Потрясенный событиями этого дня, Доршен аккуратно записал все, что показалось ему интересным. Без Доршена мало бы что было известно о последней вспышке таланта Ги, об «Анжелюсе». «Это история женщины, готовившейся стать матерью. Ее муж, военный, оставил ее одну в фамильном замке в страшную годину войны. Рождественской ночью пруссаки захватывают замок. В ответ на сухой прием захватчики избивают беременную хозяйку и выбрасывают ее в хлев. И здесь под звон церковных колоколов она разрешается от бремени на соломе, как когда-то дева Мария. Она рожает сына — но какого сына!.. Мальчик искалечен ударами, полученными матерью; ножки его перебиты… Годы идут, не принося ему выздоровления, но делая его душу, которая полна бесконечно нежной любви к матери, все более чуткой — словно бы для того, чтобы мальчик мог до конца познать весь ужас своего существования. Или, быть может, это Иисус пришел в мир, чтобы дать людям радость?.. Когда он подрастает и становится молодым человеком, в жизни его появляется девушка. Калека любит ее всем своим большим и нежным сердцем, но он никогда не решится сказать ей об этом, а она никогда не сможет полюбить его. Она любит его старшего брата — здорового и красивого…» Мать пытается его утешить. «Несчастный качал головою, и они уходили; и повсюду, всегда его преследовал этот прелестный призрак, к которому он никогда не приблизится, — призрак молодой девушки… Мопассан, заканчивая свой рассказ, длившийся два часа, плакал…»
Чудесная случайность дала нам возможность ознакомиться с замыслом романиста.
Фрагмент из незаконченного «Анжелюса» был опубликован в «Ревю де Пари» 1 апреля 1895 года. По своему настроению он был очень близок к «Мадемуазель Фифи».

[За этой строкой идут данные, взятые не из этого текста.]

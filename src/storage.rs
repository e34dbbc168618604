//! Migration history storage
//!
//! One durable table records every applied migration. Recording is
//! deliberately forgiving: by the time a row is written the schema change has
//! already been applied, so a storage failure only degrades audit/rollback
//! capability and is reported, never raised. Duplicate versions are swallowed
//! as idempotent successes.

use crate::config::MigratorSettings;
use crate::db::{Database, JsonRow};
use crate::engine::types::{MigrationRecord, OperationResult, RiskLevel};
use crate::error::MigrationError;
use crate::introspection::quote_ident;
use chrono::{DateTime, NaiveDateTime, Utc};
use std::str::FromStr;
use std::sync::Arc;
use std::time::Duration;
use tracing::{debug, warn};

pub struct MigrationStorage {
    db: Arc<dyn Database>,
    table: String,
    init_retries: u32,
    init_backoff: Duration,
}

impl MigrationStorage {
    pub fn new(db: Arc<dyn Database>, settings: &MigratorSettings) -> Self {
        Self {
            db,
            table: settings.history_table.clone(),
            init_retries: settings.init_retries.max(1),
            init_backoff: settings.init_backoff,
        }
    }

    /// Name of the history table.
    pub fn table_name(&self) -> &str {
        &self.table
    }

    /// Create the history table if it does not exist. Retried with linear
    /// backoff: this runs alongside other connection-dependent startup work
    /// and transient pool exhaustion is common there.
    pub async fn initialize(&self) -> Result<(), MigrationError> {
        let sql = self.create_table_sql();
        let mut last_error = None;

        for attempt in 1..=self.init_retries {
            match self.db.execute(&sql).await {
                Ok(()) => return Ok(()),
                Err(e) => {
                    warn!(
                        attempt,
                        retries = self.init_retries,
                        error = %e,
                        "history table initialization failed"
                    );
                    last_error = Some(e);
                    if attempt < self.init_retries {
                        tokio::time::sleep(self.init_backoff * attempt).await;
                    }
                }
            }
        }

        let source = last_error
            .map(|e| e.to_string())
            .unwrap_or_else(|| "unknown".to_string());
        Err(MigrationError::Storage(format!(
            "could not initialize history table '{}': {source}",
            self.table
        )))
    }

    /// Insert one history row. Never raises: a duplicate version is reported
    /// as an idempotent success, any other failure as a non-fatal error the
    /// caller logs and moves past.
    pub async fn record_migration(
        &self,
        version: &str,
        description: &str,
        rollback_sql: Option<&str>,
        risk: RiskLevel,
    ) -> OperationResult {
        let d = self.db.dialect();
        let sql = format!(
            "INSERT INTO {} (version, description, rollback_sql, risk_level, status) \
             VALUES ({}, {}, {}, {}, {})",
            quote_ident(&self.table),
            d.placeholder(1),
            d.placeholder(2),
            d.placeholder(3),
            d.placeholder(4),
            d.placeholder(5),
        );
        let params = vec![
            Some(version.to_string()),
            Some(description.to_string()),
            rollback_sql.map(|s| s.to_string()),
            Some(risk.as_str().to_string()),
            Some("applied".to_string()),
        ];

        match self.db.execute_with_params(&sql, params).await {
            Ok(_) => {
                debug!(version, "migration recorded");
                let mut result = OperationResult::ok();
                result
                    .metadata
                    .insert("version".to_string(), serde_json::json!(version));
                result
            }
            Err(e) if e.is_unique_violation() => {
                debug!(version, "duplicate migration record ignored");
                OperationResult::idempotent(version)
            }
            Err(e) => {
                warn!(version, error = %e, "failed to record migration history");
                OperationResult::failed(format!("{e} ({})", e.remediation()))
            }
        }
    }

    /// Versions already applied, ascending. Best-effort: detection is
    /// schema-state-based and does not depend on history for correctness, so
    /// a read failure degrades to an empty list.
    pub async fn get_applied_versions(&self) -> Vec<String> {
        let sql = format!(
            "SELECT version FROM {} ORDER BY version",
            quote_ident(&self.table)
        );
        match self.db.query_rows(&sql).await {
            Ok(rows) => rows
                .iter()
                .filter_map(|row| row.get("version").and_then(|v| v.as_str()))
                .map(|s| s.to_string())
                .collect(),
            Err(e) => {
                warn!(error = %e, "could not read applied versions; returning empty");
                Vec::new()
            }
        }
    }

    /// Most recent history rows, newest first. Best-effort like
    /// [`get_applied_versions`](Self::get_applied_versions).
    pub async fn get_migration_history(&self, limit: usize) -> Vec<MigrationRecord> {
        let sql = format!(
            "SELECT id, version, description, applied_at, rollback_sql, risk_level, status \
             FROM {} ORDER BY version DESC LIMIT {limit}",
            quote_ident(&self.table)
        );
        match self.db.query_rows(&sql).await {
            Ok(rows) => rows.iter().map(record_from_row).collect(),
            Err(e) => {
                warn!(error = %e, "could not read migration history; returning empty");
                Vec::new()
            }
        }
    }

    fn create_table_sql(&self) -> String {
        let table = quote_ident(&self.table);
        match self.db.dialect() {
            crate::db::Dialect::Postgres => format!(
                "CREATE TABLE IF NOT EXISTS {table} (
                    id BIGSERIAL PRIMARY KEY,
                    version TEXT NOT NULL UNIQUE,
                    description TEXT NOT NULL,
                    applied_at TIMESTAMPTZ NOT NULL DEFAULT now(),
                    rollback_sql TEXT,
                    risk_level TEXT NOT NULL,
                    status TEXT NOT NULL DEFAULT 'applied'
                )"
            ),
            crate::db::Dialect::Sqlite => format!(
                "CREATE TABLE IF NOT EXISTS {table} (
                    id INTEGER PRIMARY KEY AUTOINCREMENT,
                    version TEXT NOT NULL UNIQUE,
                    description TEXT NOT NULL,
                    applied_at TEXT NOT NULL DEFAULT CURRENT_TIMESTAMP,
                    rollback_sql TEXT,
                    risk_level TEXT NOT NULL,
                    status TEXT NOT NULL DEFAULT 'applied'
                )"
            ),
        }
    }
}

fn record_from_row(row: &JsonRow) -> MigrationRecord {
    let text = |key: &str| {
        row.get(key)
            .and_then(|v| v.as_str())
            .unwrap_or_default()
            .to_string()
    };

    MigrationRecord {
        id: row.get("id").and_then(|v| v.as_i64()).unwrap_or_default(),
        version: text("version"),
        description: text("description"),
        applied_at: parse_timestamp(&text("applied_at")),
        rollback_sql: row
            .get("rollback_sql")
            .and_then(|v| v.as_str())
            .map(|s| s.to_string()),
        risk: RiskLevel::from_str(&text("risk_level")).unwrap_or(RiskLevel::High),
        status: text("status"),
    }
}

/// Parse the timestamp spellings the two backends produce: RFC 3339 from
/// PostgreSQL, `YYYY-MM-DD HH:MM:SS` from SQLite's CURRENT_TIMESTAMP.
fn parse_timestamp(value: &str) -> DateTime<Utc> {
    DateTime::parse_from_rfc3339(value)
        .map(|ts| ts.with_timezone(&Utc))
        .or_else(|_| {
            NaiveDateTime::parse_from_str(value, "%Y-%m-%d %H:%M:%S").map(|naive| naive.and_utc())
        })
        .unwrap_or(DateTime::<Utc>::UNIX_EPOCH)
}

А вот отрывок, пересказанный Эрминой. Молодая графиня де Бремонталь входит вместе с сыном в комнату, занятую немцами:
«— Фи флятелица этого замка?
Она стояла перед ним, не ответив на его нахальное приветствие, и сказала «да» таким сухим тоном, что все присутствующие перевели глаза с нее на начальника.
Не обратив на это внимания, он продолжал:
— Сколько фас здесь шеловек?
— У меня двое старых слуг, три женщины и трое батраков.

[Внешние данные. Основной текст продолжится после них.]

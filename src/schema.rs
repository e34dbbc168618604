//! Declared schema model
//!
//! The application's desired shape of the database: tables and columns with
//! name, type string, nullability, default and primary-key flag. This is the
//! minimal abstraction the engine consumes; it carries no ORM semantics.

use serde::{Deserialize, Serialize};

/// Column definition in the declared model
#[derive(Debug, Clone, Serialize, Deserialize)]
#[serde(rename_all = "camelCase")]
pub struct ColumnDef {
    pub name: String,
    pub data_type: String,
    pub nullable: bool,
    #[serde(skip_serializing_if = "Option::is_none")]
    pub default_value: Option<String>,
    #[serde(default)]
    pub is_primary_key: bool,
}

impl ColumnDef {
    pub fn new(name: impl Into<String>, data_type: impl Into<String>) -> Self {
        Self {
            name: name.into(),
            data_type: data_type.into(),
            nullable: true,
            default_value: None,
            is_primary_key: false,
        }
    }

    pub fn not_null(mut self) -> Self {
        self.nullable = false;
        self
    }

    pub fn default_value(mut self, default: impl Into<String>) -> Self {
        self.default_value = Some(default.into());
        self
    }

    pub fn primary_key(mut self) -> Self {
        self.is_primary_key = true;
        self.nullable = false;
        self
    }
}

/// Table definition in the declared model
#[derive(Debug, Clone, Serialize, Deserialize)]
#[serde(rename_all = "camelCase")]
pub struct TableDef {
    pub name: String,
    pub columns: Vec<ColumnDef>,
}

impl TableDef {
    pub fn new(name: impl Into<String>) -> Self {
        Self {
            name: name.into(),
            columns: Vec::new(),
        }
    }

    pub fn column(mut self, column: ColumnDef) -> Self {
        self.columns.push(column);
        self
    }

    pub fn get_column(&self, name: &str) -> Option<&ColumnDef> {
        self.columns.iter().find(|c| c.name == name)
    }

    pub fn column_names(&self) -> Vec<String> {
        self.columns.iter().map(|c| c.name.clone()).collect()
    }
}

/// The complete declared schema: the desired end state of the database.
#[derive(Debug, Clone, Default, Serialize, Deserialize)]
#[serde(rename_all = "camelCase")]
pub struct DeclaredSchema {
    pub tables: Vec<TableDef>,
}

impl DeclaredSchema {
    pub fn new() -> Self {
        Self::default()
    }

    pub fn table(mut self, table: TableDef) -> Self {
        self.tables.push(table);
        self
    }

    pub fn get_table(&self, name: &str) -> Option<&TableDef> {
        self.tables.iter().find(|t| t.name == name)
    }
}

#[cfg(test)]
mod tests {
    use super::*;

    #[test]
    fn builder_produces_expected_shape() {
        let schema = DeclaredSchema::new().table(
            TableDef::new("orders")
                .column(ColumnDef::new("id", "INTEGER").primary_key())
                .column(
                    ColumnDef::new("total", "DECIMAL")
                        .not_null()
                        .default_value("0"),
                ),
        );

        let orders = schema.get_table("orders").unwrap();
        assert_eq!(orders.columns.len(), 2);

        let id = orders.get_column("id").unwrap();
        assert!(id.is_primary_key);
        assert!(!id.nullable);

        let total = orders.get_column("total").unwrap();
        assert!(!total.nullable);
        assert_eq!(total.default_value.as_deref(), Some("0"));
    }

    #[test]
    fn primary_key_implies_not_null() {
        let col = ColumnDef::new("id", "BIGINT").primary_key();
        assert!(!col.nullable);
    }
}
//! Migration execution
//!
//! Applies a plan under an operator-chosen execution mode. Each migration
//! runs in its own transaction; the first failure rolls that migration back
//! and halts the rest of the batch. Migrations committed earlier in the batch
//! stand — there is no cross-migration atomicity.

use crate::db::Database;
use crate::engine::types::{ExecutionMode, Migration, MigrationPlan, PlanStatus};
use crate::error::MigrationError;
use crate::storage::MigrationStorage;
use std::sync::Arc;
use tracing::info;

pub struct MigrationExecutor {
    db: Arc<dyn Database>,
    storage: Arc<MigrationStorage>,
}

impl MigrationExecutor {
    pub fn new(db: Arc<dyn Database>, storage: Arc<MigrationStorage>) -> Self {
        Self { db, storage }
    }

    /// Apply the plan under `mode`. Returns the updated plan plus the list of
    /// migrations actually executed, in order.
    ///
    /// Migrations above the mode's risk ceiling are skipped and left pending
    /// for manual review; the returned status is `completed` only when every
    /// plan migration ran. Each applied migration is recorded into history
    /// right after its transaction commits; recording failures are logged by
    /// storage and never fail the batch.
    pub async fn execute_plan(
        &self,
        plan: &MigrationPlan,
        mode: ExecutionMode,
    ) -> Result<(MigrationPlan, Vec<Migration>), MigrationError> {
        if mode == ExecutionMode::DryRun {
            for migration in &plan.migrations {
                info!(
                    version = %migration.version,
                    risk = %migration.risk,
                    "[dry run] would execute: {}",
                    migration.description
                );
            }
            return Ok((plan.clone(), Vec::new()));
        }

        let mut executed = Vec::new();

        for migration in &plan.migrations {
            if !mode.allows(migration.risk) {
                info!(
                    version = %migration.version,
                    risk = %migration.risk,
                    "skipping migration above mode risk ceiling: {}",
                    migration.description
                );
                continue;
            }

            let statements = split_statements(&migration.upgrade_sql);
            self.db
                .execute_transaction(&statements)
                .await
                .map_err(|e| MigrationError::Execution {
                    version: migration.version.clone(),
                    reason: e.to_string(),
                })?;

            info!(
                version = %migration.version,
                risk = %migration.risk,
                "migration applied: {}",
                migration.description
            );

            // History is audit data; by now the change is already live.
            let _ = self
                .storage
                .record_migration(
                    &migration.version,
                    &migration.description,
                    Some(&migration.downgrade_sql),
                    migration.risk,
                )
                .await;

            executed.push(migration.clone());
        }

        let status = if executed.len() == plan.migrations.len() {
            PlanStatus::Completed
        } else {
            PlanStatus::Partial
        };

        let updated = MigrationPlan {
            migrations: plan.migrations.clone(),
            status,
        };
        Ok((updated, executed))
    }
}

/// Split migration SQL into executable statements on `;` boundaries, dropping
/// comment-only lines and bare transaction markers. The copy-swap SQL embeds
/// its own BEGIN/COMMIT; stripping them here keeps it from double-nesting
/// inside the executor's per-migration transaction.
pub fn split_statements(sql: &str) -> Vec<String> {
    sql.split(';')
        .filter_map(|chunk| {
            let lines: Vec<&str> = chunk
                .lines()
                .map(str::trim)
                .filter(|line| !line.is_empty() && !line.starts_with("--"))
                .collect();
            if lines.is_empty() {
                return None;
            }
            let statement = lines.join("\n");
            let upper = statement.to_uppercase();
            if matches!(upper.as_str(), "BEGIN" | "BEGIN TRANSACTION" | "COMMIT" | "END") {
                return None;
            }
            Some(statement)
        })
        .collect()
}

#[cfg(test)]
mod tests {
    use super::*;
    use crate::config::MigratorSettings;
    use crate::db::{Dialect, SqliteDatabase};
    use crate::engine::generator::MigrationGenerator;
    use crate::engine::types::{ChangeOp, RiskLevel, SchemaChange};
    use crate::schema::{ColumnDef, TableDef};
    use chrono::Utc;
    use pretty_assertions::assert_eq;

    fn fixture(db: Arc<SqliteDatabase>) -> (MigrationExecutor, Arc<MigrationStorage>) {
        let storage = Arc::new(MigrationStorage::new(
            db.clone(),
            &MigratorSettings::default(),
        ));
        (MigrationExecutor::new(db, storage.clone()), storage)
    }

    fn migration(version: &str, risk: RiskLevel, upgrade_sql: &str) -> Migration {
        Migration {
            version: version.to_string(),
            description: format!("test migration {version}"),
            risk,
            upgrade_sql: upgrade_sql.to_string(),
            downgrade_sql: "-- none".to_string(),
            created_at: Utc::now(),
        }
    }

    #[test]
    fn split_drops_comments_and_transaction_markers() {
        let sql = "BEGIN TRANSACTION;\n\
                   -- rebuild users\n\
                   CREATE TABLE \"users_new_ab12\" (\n    \"id\" INTEGER\n);\n\
                   INSERT INTO \"users_new_ab12\" (\"id\") SELECT \"id\" FROM \"users\";\n\
                   DROP TABLE \"users\";\n\
                   ALTER TABLE \"users_new_ab12\" RENAME TO \"users\";\n\
                   COMMIT;";
        let statements = split_statements(sql);
        assert_eq!(statements.len(), 4);
        assert!(statements[0].starts_with("CREATE TABLE"));
        assert!(statements[3].starts_with("ALTER TABLE"));
    }

    #[test]
    fn split_skips_comment_only_sql() {
        let statements = split_statements("-- no automatic downgrade\n-- restore from backup");
        assert!(statements.is_empty());
    }

    #[tokio::test]
    async fn dry_run_executes_nothing() {
        let db = Arc::new(SqliteDatabase::open_in_memory().unwrap());
        let (executor, _) = fixture(db.clone());

        let plan = MigrationPlan::pending(vec![migration(
            "20260807120000_aaaa",
            RiskLevel::Safe,
            "CREATE TABLE \"t\" (\"id\" INTEGER);",
        )]);

        let (updated, executed) = executor
            .execute_plan(&plan, ExecutionMode::DryRun)
            .await
            .unwrap();
        assert!(executed.is_empty());
        assert_eq!(updated.status, PlanStatus::Pending);
        assert!(db.list_tables().await.unwrap().is_empty());
    }

    #[tokio::test]
    async fn safe_mode_leaves_high_risk_pending() {
        let db = Arc::new(SqliteDatabase::open_in_memory().unwrap());
        let (executor, storage) = fixture(db.clone());
        storage.initialize().await.unwrap();

        let plan = MigrationPlan::pending(vec![
            migration(
                "20260807120000_aaaa",
                RiskLevel::Safe,
                "CREATE TABLE \"a\" (\"id\" INTEGER);",
            ),
            migration(
                "20260807120001_bbbb",
                RiskLevel::High,
                "CREATE TABLE \"b\" (\"id\" INTEGER);",
            ),
        ]);

        let (updated, executed) = executor
            .execute_plan(&plan, ExecutionMode::Safe)
            .await
            .unwrap();
        assert_eq!(executed.len(), 1);
        assert_eq!(updated.status, PlanStatus::Partial);

        let tables = db.list_tables().await.unwrap();
        assert!(tables.contains(&"a".to_string()));
        assert!(!tables.contains(&"b".to_string()));
    }

    #[tokio::test]
    async fn aggressive_mode_applies_copy_swap_and_preserves_rows() {
        let db = Arc::new(SqliteDatabase::open_in_memory().unwrap());
        let (executor, storage) = fixture(db.clone());
        storage.initialize().await.unwrap();

        db.execute(
            "CREATE TABLE users (id INTEGER PRIMARY KEY, name TEXT, email TEXT);
             INSERT INTO users VALUES (1, 'ada', 'ada@example.com'), (2, 'alan', 'alan@example.com');",
        )
        .await
        .unwrap();

        let definition = TableDef::new("users")
            .column(ColumnDef::new("id", "INTEGER").primary_key())
            .column(ColumnDef::new("name", "TEXT"));
        let change = SchemaChange {
            op: ChangeOp::DropColumn {
                table: "users".to_string(),
                column: "email".to_string(),
                definition,
                existing: vec![
                    "id".to_string(),
                    "name".to_string(),
                    "email".to_string(),
                ],
            },
            risk: RiskLevel::High,
            description: "drop column 'users.email' (data will be lost)".to_string(),
            warning: None,
        };
        let plan = MigrationGenerator::new(Dialect::Sqlite).generate_plan(&[change]);

        let (updated, executed) = executor
            .execute_plan(&plan, ExecutionMode::Aggressive)
            .await
            .unwrap();
        assert_eq!(executed.len(), 1);
        assert_eq!(updated.status, PlanStatus::Completed);

        let columns = db.list_columns("users").await.unwrap();
        let names: Vec<&str> = columns.iter().map(|c| c.name.as_str()).collect();
        assert_eq!(names, vec!["id", "name"]);

        let rows = db
            .query_rows("SELECT id, name FROM users ORDER BY id")
            .await
            .unwrap();
        assert_eq!(rows.len(), 2);
        assert_eq!(rows[0]["name"], serde_json::json!("ada"));

        // Applied migration landed in history.
        let history = storage.get_migration_history(10).await;
        assert_eq!(history.len(), 1);
        assert_eq!(history[0].version, executed[0].version);
    }

    #[tokio::test]
    async fn failure_halts_batch_and_prior_migrations_stand() {
        let db = Arc::new(SqliteDatabase::open_in_memory().unwrap());
        let (executor, storage) = fixture(db.clone());
        storage.initialize().await.unwrap();

        let plan = MigrationPlan::pending(vec![
            migration(
                "20260807120000_aaaa",
                RiskLevel::Safe,
                "CREATE TABLE \"a\" (\"id\" INTEGER);",
            ),
            migration(
                "20260807120001_bbbb",
                RiskLevel::Safe,
                "CREATE TABLE \"b\" (\"id\" NONSENSE SYNTAX ERROR HERE;",
            ),
            migration(
                "20260807120002_cccc",
                RiskLevel::Safe,
                "CREATE TABLE \"c\" (\"id\" INTEGER);",
            ),
        ]);

        let err = executor
            .execute_plan(&plan, ExecutionMode::Safe)
            .await
            .unwrap_err();
        match &err {
            MigrationError::Execution { version, .. } => {
                assert_eq!(version, "20260807120001_bbbb");
            }
            other => panic!("expected Execution error, got {other:?}"),
        }

        let tables = db.list_tables().await.unwrap();
        assert!(tables.contains(&"a".to_string()));
        assert!(!tables.iter().any(|t| t == "b" || t == "c"));

        // The committed first migration was recorded before the halt.
        let versions = storage.get_applied_versions().await;
        assert_eq!(versions, vec!["20260807120000_aaaa".to_string()]);
    }

    #[tokio::test]
    async fn interrupted_copy_swap_keeps_the_original_table() {
        let db = Arc::new(SqliteDatabase::open_in_memory().unwrap());
        let (executor, storage) = fixture(db.clone());
        storage.initialize().await.unwrap();

        db.execute(
            "CREATE TABLE users (id INTEGER PRIMARY KEY, email TEXT);
             INSERT INTO users VALUES (1, NULL), (2, 'alan@example.com');",
        )
        .await
        .unwrap();

        // Simulated mid-swap fault: the replacement table demands NOT NULL,
        // so the INSERT...SELECT fails after the CREATE already ran.
        let sql = "BEGIN TRANSACTION;\n\
                   CREATE TABLE \"users_new_zz99\" (\n    \"id\" INTEGER PRIMARY KEY,\n    \"email\" TEXT NOT NULL\n);\n\
                   INSERT INTO \"users_new_zz99\" (\"id\", \"email\") SELECT \"id\", \"email\" FROM \"users\";\n\
                   DROP TABLE \"users\";\n\
                   ALTER TABLE \"users_new_zz99\" RENAME TO \"users\";\n\
                   COMMIT;";
        let plan = MigrationPlan::pending(vec![migration(
            "20260807120000_zz99",
            RiskLevel::High,
            sql,
        )]);

        let result = executor.execute_plan(&plan, ExecutionMode::Aggressive).await;
        assert!(result.is_err());

        // The transaction rolled back as a unit: original intact, temp gone.
        let tables = db.list_tables().await.unwrap();
        assert!(tables.contains(&"users".to_string()));
        assert!(!tables.iter().any(|t| t.starts_with("users_new_")));

        let rows = db.query_rows("SELECT COUNT(*) AS n FROM users").await.unwrap();
        assert_eq!(rows[0]["n"], serde_json::json!(2));
    }
}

— Где фаш муж? Что он делает?
Она храбро ответила:
— Он такой же солдат, как и вы, он сражается.
Офицер дерзко возразил:
— Ф таком случае он попежден.
И он грубо захохотал.
Двое или трое офицеров засмеялись столь же тяжеловесно и на разные, лады, в духе тевтонской веселости. Остальные молчали, внимательно наблюдая за храброй француженкой.
Тогда она сказала, вызывающе и бесстрашно глядя на начальника:
— Сударь, вы не джентльмен, если позволяете себе оскорблять женщину в ее доме.
Последовало долгое, напряженное, страшное молчание. Немецкий солдафон сохранял хладнокровие, продолжая посмеиваться с видом хозяина, который может позволить севе все, что угодно.
— Та нет ше, — сказал он. — Фи не у себя, фи у нас. Никто Польше не у себя тома фо Франции.
И он опять захохотал с восторгом и уверенностью человека, изрекшего неоспоримую и ошеломляющую истину.